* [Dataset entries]
===

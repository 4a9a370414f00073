use axum::http::HeaderMap;
use axum::http::header::COOKIE;

use obra_core::config::GateSettings;

/// The three cookie values the gate consults. All optional; the gate decides
/// what absence means.
#[derive(Debug, Default)]
pub struct AuthCookies {
    pub access_token: Option<String>,
    pub refresh_token: Option<String>,
    pub permissions: Option<String>,
}

/// Split a `Cookie` header into name/value pairs. Values may contain `=`;
/// malformed pairs are skipped.
pub fn parse_cookie_header(header: &str) -> Vec<(String, String)> {
    header
        .split(';')
        .filter_map(|pair| {
            let (name, value) = pair.split_once('=')?;
            Some((name.trim().to_string(), value.trim().to_string()))
        })
        .collect()
}

/// Extract the configured auth cookies from request headers. Requests may
/// carry several `Cookie` headers; the first occurrence of a name wins.
pub fn auth_cookies(headers: &HeaderMap, settings: &GateSettings) -> AuthCookies {
    let mut cookies = AuthCookies::default();
    for header in headers.get_all(COOKIE) {
        let Ok(header) = header.to_str() else {
            continue;
        };
        for (name, value) in parse_cookie_header(header) {
            let slot = if name == settings.access_cookie {
                &mut cookies.access_token
            } else if name == settings.refresh_cookie {
                &mut cookies.refresh_token
            } else if name == settings.permissions_cookie {
                &mut cookies.permissions
            } else {
                continue;
            };
            if slot.is_none() {
                *slot = Some(value);
            }
        }
    }
    cookies
}
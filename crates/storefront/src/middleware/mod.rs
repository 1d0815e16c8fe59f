//! HTTP middleware and extractors for the storefront.
//!
//! # Middleware Order (outermost first)
//!
//! 1. Sentry layers (added in `main`)
//! 2. `TraceLayer` (request span with `request_id` and `account_id` fields)
//! 3. Request ID
//! 4. CORS (credentialed, configured origins)
//! 5. Security headers
//! 6. Rate limiting (per route group, when enabled)

pub mod auth;
pub mod rate_limit;
pub mod request_id;
pub mod security_headers;
pub mod session;

pub use auth::{AuthRejection, RequireSession, SessionFailure};
pub use rate_limit::{api_rate_limiter, auth_rate_limiter};
pub use request_id::request_id_middleware;
pub use security_headers::security_headers_middleware;
pub use session::{SESSION_COOKIE, SessionCookies};
//! Application state shared across handlers.

use std::sync::Arc;

use sqlx::PgPool;
use thiserror::Error;

use crate::catalog::{CatalogClient, CatalogError};
use crate::config::StorefrontConfig;
use crate::db::{
    AccountStore, CartStore, MemoryAccountStore, MemoryCartStore, PgAccountStore, PgCartStore,
};
use crate::middleware::SessionCookies;
use crate::services::{
    AuthService, CartService, Clock, PasswordError, PasswordHasher, SystemClock, TokenService,
};

/// Error building application state.
#[derive(Debug, Error)]
pub enum StateError {
    #[error("password hasher: {0}")]
    Password(#[from] PasswordError),
    #[error("catalog client: {0}")]
    Catalog(#[from] CatalogError),
}

/// Where accounts and carts are persisted.
#[derive(Clone)]
pub enum Storage {
    /// `PostgreSQL` through a shared pool.
    Postgres(PgPool),
    /// Process-local maps.
    Memory {
        accounts: Arc<MemoryAccountStore>,
        carts: Arc<MemoryCartStore>,
    },
}

impl Storage {
    /// Fresh, empty in-memory storage.
    #[must_use]
    pub fn memory() -> Self {
        Self::Memory {
            accounts: Arc::new(MemoryAccountStore::new()),
            carts: Arc::new(MemoryCartStore::new()),
        }
    }

    fn stores(&self) -> (Arc<dyn AccountStore>, Arc<dyn CartStore>) {
        match self {
            Self::Postgres(pool) => {
                let accounts: Arc<dyn AccountStore> = Arc::new(PgAccountStore::new(pool.clone()));
                let carts: Arc<dyn CartStore> = Arc::new(PgCartStore::new(pool.clone()));
                (accounts, carts)
            }
            Self::Memory { accounts, carts } => {
                let accounts: Arc<dyn AccountStore> = accounts.clone();
                let carts: Arc<dyn CartStore> = carts.clone();
                (accounts, carts)
            }
        }
    }
}

/// Application state shared across all handlers.
///
/// This struct is cheaply cloneable via `Arc` and provides access to
/// the services, storage and configuration.
#[derive(Clone)]
pub struct AppState {
    inner: Arc<AppStateInner>,
}

struct AppStateInner {
    config: StorefrontConfig,
    storage: Storage,
    auth: AuthService,
    carts: CartService,
    tokens: TokenService,
    cookies: SessionCookies,
    catalog: CatalogClient,
}

impl AppState {
    /// Create a new application state using the system clock.
    ///
    /// # Errors
    ///
    /// Returns an error if the hashing parameters or catalog base URL are unusable.
    pub fn new(config: StorefrontConfig, storage: Storage) -> Result<Self, StateError> {
        Self::with_clock(config, storage, Arc::new(SystemClock))
    }

    /// Create a new application state with an explicit clock for token expiry.
    ///
    /// # Errors
    ///
    /// Returns an error if the hashing parameters or catalog base URL are unusable.
    pub fn with_clock(
        config: StorefrontConfig,
        storage: Storage,
        clock: Arc<dyn Clock>,
    ) -> Result<Self, StateError> {
        let (accounts, carts) = storage.stores();

        let tokens = TokenService::with_clock(&config.token_secret, clock);
        let hasher = PasswordHasher::new(&config.password_hashing)?;
        let auth = AuthService::new(accounts, hasher, tokens.clone());
        let carts = CartService::new(carts, config.cart_consistency);
        let cookies = SessionCookies::from_config(&config);
        let catalog = CatalogClient::new(&config.catalog)?;

        Ok(Self {
            inner: Arc::new(AppStateInner {
                config,
                storage,
                auth,
                carts,
                tokens,
                cookies,
                catalog,
            }),
        })
    }

    /// Get a reference to the storefront configuration.
    #[must_use]
    pub fn config(&self) -> &StorefrontConfig {
        &self.inner.config
    }

    /// Get the database pool, if running on `PostgreSQL`.
    #[must_use]
    pub fn pool(&self) -> Option<&PgPool> {
        match &self.inner.storage {
            Storage::Postgres(pool) => Some(pool),
            Storage::Memory { .. } => None,
        }
    }

    /// Get the authentication service.
    #[must_use]
    pub fn auth(&self) -> &AuthService {
        &self.inner.auth
    }

    /// Get the cart service.
    #[must_use]
    pub fn carts(&self) -> &CartService {
        &self.inner.carts
    }

    /// Get the session token service.
    #[must_use]
    pub fn tokens(&self) -> &TokenService {
        &self.inner.tokens
    }

    /// Get the session cookie builder.
    #[must_use]
    pub fn cookies(&self) -> &SessionCookies {
        &self.inner.cookies
    }

    /// Get the Catalog Provider client.
    #[must_use]
    pub fn catalog(&self) -> &CatalogClient {
        &self.inner.catalog
    }
}
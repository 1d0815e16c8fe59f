//! Cartline CLI - Database migrations and account provisioning.
//!
//! # Usage
//!
//! ```bash
//! # Run storefront database migrations
//! cartline migrate
//!
//! # Create a shopper account
//! cartline account create -e shopper@example.com -p 'correct horse'
//! ```
//!
//! # Commands
//!
//! - `migrate` - Run database migrations
//! - `account create` - Create storefront accounts

#![cfg_attr(not(test), forbid(unsafe_code))]

use clap::{Parser, Subcommand};

mod commands;

#[derive(Parser)]
#[command(name = "cartline")]
#[command(author, version, about = "Cartline CLI tools")]
struct Cli {
    #[command(subcommand)]
    command: Commands,
}

#[derive(Subcommand)]
enum Commands {
    /// Run storefront database migrations
    Migrate,
    /// Manage storefront accounts
    Account {
        #[command(subcommand)]
        action: AccountAction,
    },
}

#[derive(Subcommand)]
enum AccountAction {
    /// Create a new account
    Create {
        /// Account email address
        #[arg(short, long)]
        email: String,

        /// Account password (at least 6 characters)
        #[arg(short, long)]
        password: String,
    },
}

#[tokio::main]
async fn main() {
    // Initialize tracing
    tracing_subscriber::fmt::init();

    let cli = Cli::parse();

    if let Err(e) = run(cli).await {
        tracing::error!("Command failed: {e}");
        std::process::exit(1);
    }
}

async fn run(cli: Cli) -> Result<(), commands::CommandError> {
    match cli.command {
        Commands::Migrate => commands::migrate::storefront().await?,
        Commands::Account { action } => match action {
            AccountAction::Create { email, password } => {
                commands::account::create(&email, &password).await?;
            }
        },
    }
    Ok(())
}

#[cfg(test)]
mod tests {
    use clap::CommandFactory;

    use super::*;

    #[test]
    fn test_cli_definition_is_valid() {
        Cli::command().debug_assert();
    }

    #[test]
    fn test_parse_account_create() {
        let cli = Cli::try_parse_from([
            "cartline", "account", "create", "-e", "a@b.co", "-p", "secret1",
        ])
        .unwrap_or_else(|e| panic!("{e}"));

        match cli.command {
            Commands::Account {
                action: AccountAction::Create { email, password },
            } => {
                assert_eq!(email, "a@b.co");
                assert_eq!(password, "secret1");
            }
            Commands::Migrate => panic!("expected account create"),
        }
    }
}
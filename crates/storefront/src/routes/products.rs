//! Catalog proxy handlers.
//!
//! Open to anonymous clients. Provider JSON is returned as-is; provider
//! failures become a 500 with a fixed message.

use axum::{
    Json,
    extract::{Path, Query, State},
};
use serde::Deserialize;
use serde_json::Value;
use tracing::instrument;

use crate::catalog::{DEFAULT_LIST_LIMIT, ProductListing};
use crate::error::{AppError, Result};
use crate::state::AppState;

/// Listing query parameters.
#[derive(Debug, Default, Deserialize)]
pub struct ListQuery {
    pub category: Option<String>,
    pub limit: Option<String>,
}

impl ListQuery {
    /// A category wins over a limit; an unparsable limit falls back to the default.
    fn listing(self) -> ProductListing {
        match self.category.filter(|c| !c.trim().is_empty()) {
            Some(category) => ProductListing::Category(category),
            None => ProductListing::Limit(
                self.limit
                    .and_then(|l| l.trim().parse().ok())
                    .unwrap_or(DEFAULT_LIST_LIMIT),
            ),
        }
    }
}

/// List products from the catalog.
#[instrument(skip(state))]
pub async fn list(
    State(state): State<AppState>,
    Query(query): Query<ListQuery>,
) -> Result<Json<Value>> {
    let products = state
        .catalog()
        .list_products(&query.listing())
        .await
        .map_err(|e| AppError::upstream("Error fetching products", e))?;

    Ok(Json(products))
}

/// Fetch one product from the catalog.
#[instrument(skip(state))]
pub async fn detail(State(state): State<AppState>, Path(id): Path<String>) -> Result<Json<Value>> {
    let product = state
        .catalog()
        .get_product(&id)
        .await
        .map_err(|e| AppError::upstream("Error fetching product details", e))?;

    Ok(Json(product))
}
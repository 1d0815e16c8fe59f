//! `PostgreSQL` cart store.
//!
//! Each cart is a single row whose `items` column holds the whole line list
//! as JSONB. Saving replaces the document; there is no per-line table.

use async_trait::async_trait;
use chrono::{DateTime, Utc};
use sqlx::PgPool;
use sqlx::types::Json;

use cartline_core::{AccountId, Cart, CartItem};

use super::{CartStore, RepositoryError};

#[derive(sqlx::FromRow)]
struct CartRow {
    account_id: i64,
    items: Json<Vec<CartItem>>,
    created_at: DateTime<Utc>,
    updated_at: DateTime<Utc>,
}

impl From<CartRow> for Cart {
    fn from(row: CartRow) -> Self {
        Self {
            owner: AccountId::new(row.account_id),
            items: row.items.0,
            created_at: Some(row.created_at),
            updated_at: Some(row.updated_at),
        }
    }
}

/// Cart repository backed by `storefront.cart`.
#[derive(Clone)]
pub struct PgCartStore {
    pool: PgPool,
}

impl PgCartStore {
    /// Create a new cart store.
    #[must_use]
    pub const fn new(pool: PgPool) -> Self {
        Self { pool }
    }
}

#[async_trait]
impl CartStore for PgCartStore {
    async fn get(&self, owner: AccountId) -> Result<Option<Cart>, RepositoryError> {
        let row = sqlx::query_as::<_, CartRow>(
            r"
            SELECT account_id, items, created_at, updated_at
            FROM storefront.cart
            WHERE account_id = $1
            ",
        )
        .bind(owner.as_i64())
        .fetch_optional(&self.pool)
        .await?;

        Ok(row.map(Cart::from))
    }

    async fn save(&self, cart: &Cart) -> Result<(), RepositoryError> {
        let now = Utc::now();

        sqlx::query(
            r"
            INSERT INTO storefront.cart (account_id, items, created_at, updated_at)
            VALUES ($1, $2, $3, $4)
            ON CONFLICT (account_id) DO UPDATE
            SET items = EXCLUDED.items,
                updated_at = EXCLUDED.updated_at
            ",
        )
        .bind(cart.owner.as_i64())
        .bind(Json(&cart.items))
        .bind(cart.created_at.unwrap_or(now))
        .bind(cart.updated_at.unwrap_or(now))
        .execute(&self.pool)
        .await?;

        Ok(())
    }
}
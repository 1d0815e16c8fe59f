//! Core types for Cartline.
//!
//! This module provides type-safe wrappers for common domain concepts.

pub mod email;
pub mod id;
pub mod price;

pub use email::{Email, EmailError};
pub use id::*;
pub use price::{Price, PriceError};
//! Integration tests for Cartline.
//!
//! # Running Tests
//!
//! ```bash
//! cargo test -p cartline-integration-tests
//! ```
//!
//! The storefront router is driven in-process with `tower::ServiceExt::oneshot`
//! over in-memory stores, so no database or network is needed. The Catalog
//! Provider points at a closed local port, so catalog calls always fail.
//!
//! # Test Categories
//!
//! - `storefront_flow` - Signup, login and the cart lifecycle
//! - `storefront_sessions` - Gate rejections, cookie attributes, token expiry
//! - `storefront_concurrency` - Serialized cart writes under concurrent adds

use std::sync::Arc;

use axum::{
    Router,
    body::Body,
    http::{HeaderMap, Method, Request, StatusCode, header},
};
use axum_extra::extract::cookie::Cookie;
use cartline_storefront::config::{
    CatalogConfig, DeploymentMode, HashingConfig, StorefrontConfig,
};
use cartline_storefront::db::{MemoryAccountStore, MemoryCartStore};
use cartline_storefront::middleware::SESSION_COOKIE;
use cartline_storefront::services::ManualClock;
use cartline_storefront::state::{AppState, Storage};
use chrono::Utc;
use http_body_util::BodyExt;
use secrecy::SecretString;
use serde_json::Value;
use tower::ServiceExt;

/// Signing secret used by every test app.
pub const TEST_SECRET: &str = "integration-tests-signing-key-7f3a9c21d84e5b60";

/// Development config with fast hashing and an unreachable catalog.
#[must_use]
pub fn test_config() -> StorefrontConfig {
    let mut config = StorefrontConfig::development(SecretString::from(TEST_SECRET));
    config.password_hashing = HashingConfig {
        memory_kib: 8192,
        iterations: 1,
        parallelism: 1,
    };
    config.catalog = CatalogConfig {
        base_url: url::Url::parse("http://127.0.0.1:1/").unwrap_or_else(|e| panic!("{e}")),
        ..CatalogConfig::default()
    };
    config
}

/// Production-mode variant of [`test_config`] with a cookie domain.
#[must_use]
pub fn production_config(domain: &str) -> StorefrontConfig {
    let mut config = test_config();
    config.mode = DeploymentMode::Production;
    config.cookie_domain = Some(domain.to_string());
    config
}

/// A storefront router plus handles on its stores and clock.
#[derive(Clone)]
pub struct TestApp {
    pub router: Router,
    pub state: AppState,
    pub accounts: Arc<MemoryAccountStore>,
    pub carts: Arc<MemoryCartStore>,
    pub clock: Arc<ManualClock>,
}

impl TestApp {
    /// App over the default test config.
    #[must_use]
    pub fn new() -> Self {
        Self::with_config(test_config())
    }

    /// App over an explicit config.
    #[must_use]
    pub fn with_config(config: StorefrontConfig) -> Self {
        let accounts = Arc::new(MemoryAccountStore::new());
        let carts = Arc::new(MemoryCartStore::new());
        let clock = Arc::new(ManualClock::new(Utc::now()));

        let storage = Storage::Memory {
            accounts: accounts.clone(),
            carts: carts.clone(),
        };
        let state = AppState::with_clock(config, storage, clock.clone())
            .unwrap_or_else(|e| panic!("failed to build state: {e}"));

        Self {
            router: cartline_storefront::app(state.clone()),
            state,
            accounts,
            carts,
            clock,
        }
    }

    /// Send a request and collect the response.
    pub async fn send(&self, request: Request<Body>) -> TestResponse {
        let response = self
            .router
            .clone()
            .oneshot(request)
            .await
            .unwrap_or_else(|e| match e {});

        let status = response.status();
        let headers = response.headers().clone();
        let bytes = response
            .into_body()
            .collect()
            .await
            .unwrap_or_else(|e| panic!("failed to read body: {e}"))
            .to_bytes();
        let body = serde_json::from_slice(&bytes)
            .unwrap_or_else(|_| Value::String(String::from_utf8_lossy(&bytes).into_owned()));

        TestResponse {
            status,
            headers,
            body,
        }
    }

    /// Request with an optional JSON body and session cookie.
    pub async fn call(
        &self,
        method: Method,
        uri: &str,
        body: Option<Value>,
        token: Option<&str>,
    ) -> TestResponse {
        let mut builder = Request::builder().method(method).uri(uri);
        if let Some(token) = token {
            builder = builder.header(header::COOKIE, format!("{SESSION_COOKIE}={token}"));
        }

        let request = match body {
            Some(json) => builder
                .header(header::CONTENT_TYPE, "application/json")
                .body(Body::from(json.to_string())),
            None => builder.body(Body::empty()),
        }
        .unwrap_or_else(|e| panic!("failed to build request: {e}"));

        self.send(request).await
    }

    /// Sign up and return the session token.
    pub async fn signup(&self, email: &str, secret: &str) -> String {
        let response = self
            .call(
                Method::POST,
                "/signup",
                Some(serde_json::json!({ "email": email, "secret": secret })),
                None,
            )
            .await;
        assert_eq!(response.status, StatusCode::CREATED, "{}", response.body);

        response
            .session_cookie()
            .map(|cookie| cookie.value().to_string())
            .unwrap_or_else(|| panic!("signup did not set a session cookie"))
    }
}

impl Default for TestApp {
    fn default() -> Self {
        Self::new()
    }
}

/// A collected response.
#[derive(Debug)]
pub struct TestResponse {
    pub status: StatusCode,
    pub headers: HeaderMap,
    pub body: Value,
}

impl TestResponse {
    /// The `Set-Cookie` for the session cookie, if any.
    #[must_use]
    pub fn session_cookie(&self) -> Option<Cookie<'static>> {
        self.headers
            .get_all(header::SET_COOKIE)
            .iter()
            .filter_map(|value| value.to_str().ok())
            .filter_map(|value| Cookie::parse(value.to_string()).ok())
            .find(|cookie| cookie.name() == SESSION_COOKIE)
    }

    /// The `msg` field of the envelope.
    #[must_use]
    pub fn msg(&self) -> Option<&str> {
        self.body.get("msg").and_then(Value::as_str)
    }

    /// The `cart.items` array of a cart response.
    #[must_use]
    pub fn cart_items(&self) -> &[Value] {
        self.body
            .pointer("/cart/items")
            .and_then(Value::as_array)
            .map_or(&[], Vec::as_slice)
    }
}
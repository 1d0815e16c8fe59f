//! CLI subcommand implementations.

pub mod account;
pub mod migrate;

use secrecy::SecretString;
use thiserror::Error;

/// Errors shared by commands that talk to the storefront database.
#[derive(Debug, Error)]
pub enum CommandError {
    /// Neither database variable is set.
    #[error("Missing environment variable: STOREFRONT_DATABASE_URL (or DATABASE_URL)")]
    MissingDatabaseUrl,

    /// Database connection error.
    #[error("Database error: {0}")]
    Database(#[from] sqlx::Error),

    /// Migration failed.
    #[error("Migration error: {0}")]
    Migration(#[from] sqlx::migrate::MigrateError),

    /// Storefront configuration is unusable.
    #[error("Configuration error: {0}")]
    Config(#[from] cartline_storefront::config::ConfigError),

    /// Account provisioning was refused.
    #[error("{0}")]
    Account(#[from] cartline_storefront::services::AuthError),
}

/// Read the storefront database URL, preferring the storefront-specific variable.
pub fn database_url() -> Result<SecretString, CommandError> {
    dotenvy::dotenv().ok();

    std::env::var("STOREFRONT_DATABASE_URL")
        .or_else(|_| std::env::var("DATABASE_URL"))
        .map(SecretString::from)
        .map_err(|_| CommandError::MissingDatabaseUrl)
}
//! Type-safe price representation using decimal arithmetic.
//!
//! Prices are snapshots taken from the Catalog Provider when an item is added
//! to a cart. They travel over the wire as plain JSON numbers, matching the
//! provider's format.

use core::fmt;

use rust_decimal::Decimal;
use serde::{Deserialize, Deserializer, Serialize};

/// Errors that can occur when constructing a [`Price`].
#[derive(thiserror::Error, Debug, Clone, PartialEq, Eq)]
pub enum PriceError {
    /// The amount is below zero.
    #[error("price cannot be negative")]
    Negative,
}

/// A non-negative price in the catalog's display currency.
///
/// Deserialization goes through [`Price::new`], so a negative amount never
/// becomes a `Price`.
#[derive(Debug, Clone, Copy, PartialEq, Eq, PartialOrd, Ord, Hash, Serialize)]
#[serde(transparent)]
pub struct Price(#[serde(with = "rust_decimal::serde::float")] Decimal);

impl Price {
    /// Create a new price.
    ///
    /// # Errors
    ///
    /// Returns `PriceError::Negative` if `amount` is below zero.
    pub fn new(amount: Decimal) -> Result<Self, PriceError> {
        if amount.is_sign_negative() && !amount.is_zero() {
            return Err(PriceError::Negative);
        }
        Ok(Self(amount))
    }

    /// The decimal amount.
    #[must_use]
    pub const fn amount(&self) -> Decimal {
        self.0
    }

    /// Whether the amount is strictly positive.
    #[must_use]
    pub fn is_positive(&self) -> bool {
        self.0 > Decimal::ZERO
    }
}

impl<'de> Deserialize<'de> for Price {
    fn deserialize<D>(deserializer: D) -> Result<Self, D::Error>
    where
        D: Deserializer<'de>,
    {
        let amount = rust_decimal::serde::float::deserialize(deserializer)?;
        Self::new(amount).map_err(serde::de::Error::custom)
    }
}

impl fmt::Display for Price {
    fn fmt(&self, f: &mut fmt::Formatter<'_>) -> fmt::Result {
        write!(f, "{:.2}", self.0)
    }
}

#[cfg(test)]
#[allow(clippy::unwrap_used)]
mod tests {
    use super::*;

    #[test]
    fn test_negative_rejected() {
        assert_eq!(Price::new(Decimal::new(-1, 0)), Err(PriceError::Negative));
        assert!(Price::new(Decimal::ZERO).is_ok());
    }

    #[test]
    fn test_deserializes_json_numbers() {
        let whole: Price = serde_json::from_str("200").unwrap();
        assert_eq!(whole.amount(), Decimal::new(200, 0));

        let fractional: Price = serde_json::from_str("19.99").unwrap();
        assert_eq!(fractional.amount(), Decimal::new(1999, 2));
    }

    #[test]
    fn test_negative_json_rejected() {
        assert!(serde_json::from_str::<Price>("-3").is_err());
        assert!(serde_json::from_str::<Price>("-0.01").is_err());
        assert!(serde_json::from_str::<Price>("0").is_ok());
    }

    #[test]
    fn test_serializes_as_number() {
        let price = Price::new(Decimal::new(1999, 2)).unwrap();
        let value = serde_json::to_value(price).unwrap();
        assert!(value.is_number());
        assert!((value.as_f64().unwrap() - 19.99).abs() < f64::EPSILON);
    }

    #[test]
    fn test_display_two_places() {
        let price = Price::new(Decimal::new(200, 0)).unwrap();
        assert_eq!(price.to_string(), "200.00");
    }
}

===

Only the lines that hold the word "below" are wanted; each should be pulled from the records.

* [SOLUTION FOR THIS TASK]
    /// The amount is below zero.
    /// Returns `PriceError::Negative` if `amount` is below zero.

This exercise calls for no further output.